Da Ping Luo

First was the thrill of hearing a truly great singer and great artist in live performance. (Those two characteristics should go together, of course, but as we know they don’t always.) But equally elating was the sense that the song recital form—a real song recital—is still alive.

Before I say more about Krimmel, allow me a moment on my soap box to say what I believe a recital is not. It’s not something in 3,000 seat theatre. It’s not an opera singer going through 40 minutes of randomly patched-together songs just to get to some opera aria encores that are the event’s transparent raison d’être. It’s also not a lecture, nor is it multi-disciplinary. (The previous week, I had attended a Philadelphia song program that included—in addition to a baritone singing Brahms’s Schöne Magelone—an on-stage storyteller and a visual artist creating paintings during the songs.)

For me, a real song recital should be intimate, thoughtful, cohesive. It doesn’t need to be solemn, but it isserious. The artists (both singer and, usually, pianist) certainly contribute their own interpretive profiles, but the sense that they are conduits for the music and the texts is always central.

All this was and more was fully in place here, starting with the venue. The Board of Officers Room at the Park Avenue Armory is both beautiful and very intimate. It’s a surprising and modest choice for a rising star’s debut, but perfect for the kind of focused interaction a song recital requires, and it allowed the artists to explore a palette of musical colors and dynamics that can be very pointed, small scale, and personal.

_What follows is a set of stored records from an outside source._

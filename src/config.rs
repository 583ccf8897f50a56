use std::path::{Path, PathBuf};

use anyhow::{Context, Result};
use serde::{Deserialize, Serialize};

use crate::data::density::DEFAULT_GRID_POINTS;
use crate::data::model::{RAW_SCHEMA, SUMMARY_SCHEMA};

// ---------------------------------------------------------------------------
// Dashboard configuration
// ---------------------------------------------------------------------------

/// Settings read from an optional JSON file. Every field has a default, so
/// `{}` is a valid configuration.
///
/// ```json
/// {
///   "title": "Sugarcane Project Dashboard",
///   "season": "Kharif 2024",
///   "data_path": "summary.xlsx",
///   "summary_sheet": "summary",
///   "raw_sheet": "raw",
///   "kde_grid_points": 200
/// }
/// ```
#[derive(Debug, Clone, PartialEq, Serialize, Deserialize)]
#[serde(default)]
pub struct DashboardConfig {
    /// Window title.
    pub title: String,
    /// Season label shown in the KPI row. The data covers a single season.
    pub season: String,
    /// Workbook or sheet directory opened at start-up.
    pub data_path: Option<PathBuf>,
    pub summary_sheet: String,
    pub raw_sheet: String,
    /// Resolution of the distribution curves.
    pub kde_grid_points: usize,
}

impl Default for DashboardConfig {
    fn default() -> Self {
        Self {
            title: "Sugarcane Project Dashboard".to_string(),
            season: "Kharif 2024".to_string(),
            data_path: None,
            summary_sheet: SUMMARY_SCHEMA.default_sheet.to_string(),
            raw_sheet: RAW_SCHEMA.default_sheet.to_string(),
            kde_grid_points: DEFAULT_GRID_POINTS,
        }
    }
}

impl DashboardConfig {
    /// Read a configuration file.
    pub fn load(path: &Path) -> Result<Self> {
        let text = std::fs::read_to_string(path)
            .with_context(|| format!("reading config file {}", path.display()))?;
        Self::from_json(&text).with_context(|| format!("parsing config file {}", path.display()))
    }

    pub fn from_json(text: &str) -> Result<Self> {
        let config: DashboardConfig = serde_json::from_str(text)?;
        anyhow::ensure!(
            config.kde_grid_points >= 2,
            "kde_grid_points must be at least 2, got {}",
            config.kde_grid_points
        );
        Ok(config)
    }
}

#[cfg(test)]
mod tests {
    use super::*;

    #[test]
    fn empty_object_gives_defaults() {
        assert_eq!(DashboardConfig::from_json("{}").unwrap(), DashboardConfig::default());
    }

    #[test]
    fn fields_override_defaults() {
        let json = r#"{
            "season": "Rabi 2025",
            "data_path": "data/summary.xlsx",
            "raw_sheet": "readings"
        }"#;
        let cfg = DashboardConfig::from_json(json).unwrap();
        assert_eq!(cfg.season, "Rabi 2025");
        assert_eq!(cfg.data_path, Some(PathBuf::from("data/summary.xlsx")));
        assert_eq!(cfg.raw_sheet, "readings");
        assert_eq!(cfg.summary_sheet, "summary");
    }

    #[test]
    fn tiny_grid_is_rejected() {
        assert!(DashboardConfig::from_json(r#"{ "kde_grid_points": 1 }"#).is_err());
    }

    #[test]
    fn load_reads_file() {
        let dir = tempfile::tempdir().unwrap();
        let path = dir.path().join("dashboard.json");
        std::fs::write(&path, r#"{ "title": "Pilot" }"#).unwrap();
        assert_eq!(DashboardConfig::load(&path).unwrap().title, "Pilot");
        assert!(DashboardConfig::load(&dir.path().join("missing.json")).is_err());
    }
}
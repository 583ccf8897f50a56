use super::model::CellValue;

/// Grid size used by the distribution chart unless configured otherwise.
pub const DEFAULT_GRID_POINTS: usize = 200;

/// How many bandwidths the grid extends beyond the smallest / largest sample.
const CUT: f64 = 3.0;

/// Gaussian kernel density estimate of the numeric cells, as `[x, density]`
/// points on an evenly spaced grid.
///
/// Bandwidth follows Scott's rule, `σ · n^(-1/5)` with the sample standard
/// deviation. Fewer than two values, or values with no spread, give an empty
/// curve since no bandwidth can be derived.
pub fn gaussian_kde<'a>(
    values: impl IntoIterator<Item = &'a CellValue>,
    grid_points: usize,
) -> Vec<[f64; 2]> {
    let samples: Vec<f64> = values.into_iter().filter_map(CellValue::as_f64).collect();
    let n = samples.len();
    if n < 2 || grid_points < 2 {
        return Vec::new();
    }

    let mean = samples.iter().sum::<f64>() / n as f64;
    let variance = samples.iter().map(|x| (x - mean).powi(2)).sum::<f64>() / (n - 1) as f64;
    let std_dev = variance.sqrt();
    if std_dev <= f64::EPSILON {
        return Vec::new();
    }
    let bandwidth = std_dev * (n as f64).powf(-0.2);

    let min = samples.iter().cloned().fold(f64::INFINITY, f64::min) - CUT * bandwidth;
    let max = samples.iter().cloned().fold(f64::NEG_INFINITY, f64::max) + CUT * bandwidth;
    let step = (max - min) / (grid_points - 1) as f64;
    let norm = 1.0 / (n as f64 * bandwidth * (2.0 * std::f64::consts::PI).sqrt());

    (0..grid_points)
        .map(|i| {
            let x = min + i as f64 * step;
            let density: f64 = samples
                .iter()
                .map(|&xi| {
                    let z = (x - xi) / bandwidth;
                    (-0.5 * z * z).exp()
                })
                .sum();
            [x, density * norm]
        })
        .collect()
}
use crate::data::aggregate::{GroupedMeans, Kpis, group_mean, summarize};
use crate::data::density::gaussian_kde;
use crate::data::filter::{Selection, filter};
use crate::data::model::{
    DEVICE, FARMER, FATHER, IRRIGATED_WATER, IRRIGATION_COUNT, MOBILE, MOISTURE, RAIN_WATER,
    TIMESTAMP, TOTAL_WATER, Table, VILLAGE, YIELD,
};
use crate::data::series::{EntitySeries, series_by_entity, sorted_by_time};

/// Metrics averaged per village, in table column order.
pub const VILLAGE_METRICS: [&str; 5] = [
    IRRIGATION_COUNT,
    TOTAL_WATER,
    IRRIGATED_WATER,
    RAIN_WATER,
    YIELD,
];

/// Identity columns of the farmer details table.
pub const FARMER_DETAIL_COLUMNS: [&str; 5] = [FARMER, FATHER, MOBILE, VILLAGE, DEVICE];

// ---------------------------------------------------------------------------
// Overall summary tab
// ---------------------------------------------------------------------------

/// Everything the "Overall Summary" tab draws for one village selection.
#[derive(Debug, Clone, PartialEq)]
pub struct OverviewView {
    pub row_count: usize,
    pub kpis: Kpis,
    /// Per-village means of [`VILLAGE_METRICS`].
    pub village_means: GroupedMeans,
    pub irrigated_water_density: Vec<[f64; 2]>,
    pub total_water_density: Vec<[f64; 2]>,
}

impl OverviewView {
    pub fn compute(summary: &Table, villages: &Selection, grid_points: usize) -> Self {
        let filtered = filter(summary, VILLAGE, villages);
        OverviewView {
            row_count: filtered.len(),
            kpis: summarize(&filtered),
            village_means: group_mean(&filtered, VILLAGE, &VILLAGE_METRICS),
            irrigated_water_density: gaussian_kde(
                filtered.column_values(IRRIGATED_WATER),
                grid_points,
            ),
            total_water_density: gaussian_kde(filtered.column_values(TOTAL_WATER), grid_points),
        }
    }
}

// ---------------------------------------------------------------------------
// Farmer summary tab
// ---------------------------------------------------------------------------

/// Everything the "Farmer Summary" tab draws for one farmer selection.
#[derive(Debug, Clone, PartialEq)]
pub struct FarmerView {
    pub row_count: usize,
    /// Distinct identity rows, first occurrence order.
    pub details: Table,
    /// Mean irrigation count per farmer; `None` when the sheet has no
    /// irrigation column.
    pub irrigation_per_farmer: Option<GroupedMeans>,
    /// Moisture readings per farmer, each sorted by time.
    pub moisture: Vec<EntitySeries>,
}

impl FarmerView {
    pub fn compute(raw: &Table, farmers: &Selection) -> Self {
        let filtered = filter(raw, FARMER, farmers);

        let irrigation_per_farmer = filtered
            .has_column(IRRIGATION_COUNT)
            .then(|| group_mean(&filtered, FARMER, &[IRRIGATION_COUNT]));

        let moisture = series_by_entity(&filtered, FARMER, TIMESTAMP, MOISTURE)
            .into_iter()
            .map(|s| EntitySeries {
                points: sorted_by_time(s.points),
                ..s
            })
            .collect();

        FarmerView {
            row_count: filtered.len(),
            details: filtered.distinct_rows(&FARMER_DETAIL_COLUMNS),
            irrigation_per_farmer,
            moisture,
        }
    }
}
pub mod server;
pub mod settings;

pub use server::router;
pub use settings::Settings;
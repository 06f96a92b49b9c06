use chrono::{NaiveDateTime, NaiveTime, TimeDelta};

pub fn get_utc_iso_datetime() -> String {
    let timestamp = chrono::Utc::now().to_rfc3339();
    return timestamp;
}

/// ISO-8601 text for a date cell; the time part is omitted at midnight.
pub fn format_cell_datetime(datetime: NaiveDateTime) -> String {
    if datetime.time() == NaiveTime::MIN {
        datetime.format("%Y-%m-%d").to_string()
    } else {
        datetime.format("%Y-%m-%dT%H:%M:%S").to_string()
    }
}

/// `[-]HH:MM:SS` text for a duration cell, rounded to the second.
pub fn format_cell_duration(duration: TimeDelta) -> String {
    let total_seconds = (duration.num_milliseconds() as f64 / 1000.0).round() as i64;
    let sign = if total_seconds < 0 { "-" } else { "" };
    let total_seconds = total_seconds.unsigned_abs();
    format!(
        "{sign}{:02}:{:02}:{:02}",
        total_seconds / 3600,
        (total_seconds / 60) % 60,
        total_seconds % 60
    )
}
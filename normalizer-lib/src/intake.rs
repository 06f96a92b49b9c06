use tokio::io::{AsyncRead, AsyncReadExt};

use crate::error::IngestError;

/// Pull an upload into memory, `chunk_size` bytes at a time.
///
/// The running total is checked before each chunk is kept, so the buffer
/// never holds more than `max_file_size` bytes; the first chunk that would
/// cross the limit aborts with `PayloadTooLarge` and the partial buffer is
/// dropped.
pub async fn read_chunked<R>(
    mut reader: R,
    chunk_size: usize,
    max_file_size: u64,
) -> Result<Vec<u8>, IngestError>
where
    R: AsyncRead + Unpin,
{
    let mut contents = Vec::new();
    let mut chunk = vec![0u8; chunk_size.max(1)];

    loop {
        let read = reader.read(&mut chunk).await.map_err(IngestError::Intake)?;
        if read == 0 {
            break;
        }

        let total = contents.len() as u64 + read as u64;
        if total > max_file_size {
            return Err(IngestError::PayloadTooLarge {
                limit: max_file_size,
            });
        }
        contents.extend_from_slice(&chunk[..read]);
    }

    Ok(contents)
}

Krimmel and his superb pianist, Ammiel Bushakevitz, took full advantage of this intimacy from the first notes of a Schubert group that emerged almost as something wistfully overheard. The initial selections included among others, “Der Wanderer,” “An den Mond,” and “Der Jüngling an der Quelle.”

All are nostalgic evocations suggesting solitude amidst nature and were perfectly calibrated here. Even at low volume, Krimmel’s lyric baritone has full resonance, his mood painting is deeply engaged, and his diction exemplary. (For the record, the Ulm-born singer describes himself as “German-Romanian.”)

Moving into a second group of Lieder—these by Carl Loewe—there was an audible increase in volume, matching texts that also dealt with larger stories. Central here were two Goethe’s settings on an almost epic scale: “Totentanz” and especially “Erlkönig,” which require the masterful and bold storytelling that they received.

An additional group of Schubert would be the fourth and final set after intermission, but before that came an intriguing musical and linguistic departure with Ralph Vaughan Williams’s “Songs of Travel.”

It’s a beautiful cycle that continues the poetic journeys into the self and nature, though of course in English—and probably most familiar to us through native speakers, including superb recent recordings by Bryn Terfeland Gerald Finley.  Both of them make more of the words; Krimmel’s command of the language is considerable but audibly not native. Substantial rewards came in the tonal lushness and amplitude; there have been more idiomatic readings of this cycle, but surely not many (or even any) more beautiful.

Da Ping Luo

Returning to Schubert for the final group, Krimmel and Bushakevitz concluded with a towering reading of this more familiar—indeed iconic—setting of “Erlkönig.” It was fascinating to compare not only the different musical worlds of the two, but also the ways in which Krimmel interpreted them. While he applied more notable individual character touches in the Schubert—particularly a kind of sneering bite to the Erlkönig himself—he emphasized the narrative arc rather than individual portraits. It certainly worked its magic.

The enthusiastic audience was rewarded with a single elegant encore, which again seemed to capture Krimmel’s modesty. In a couple of quiet sentences — his only speaking in the evening — he introduced Vaughan Williams’s elegiac “Silent Noon.”

I’m sure the audience would happily have stayed for many more, and indeed this important debut still leaves some questions. Responsive as Krimmel was to the serious moods here, there was nothing that showed humor or a lighter side. And ringing as the voice was in the Board of Officers Room, we’ll want to hear how he vocally negotiates a larger space and a full orchestra. (My sense is that Krimmel is first and foremost a Lieder singer, though he’s done a number of operatic roles, with a debut as Don Giovanni coming soon.)

I’m sure I’m not alone in anticipating with excitement whatever is coming next for Krimmel in his American career. Things are certainly off to joyful start.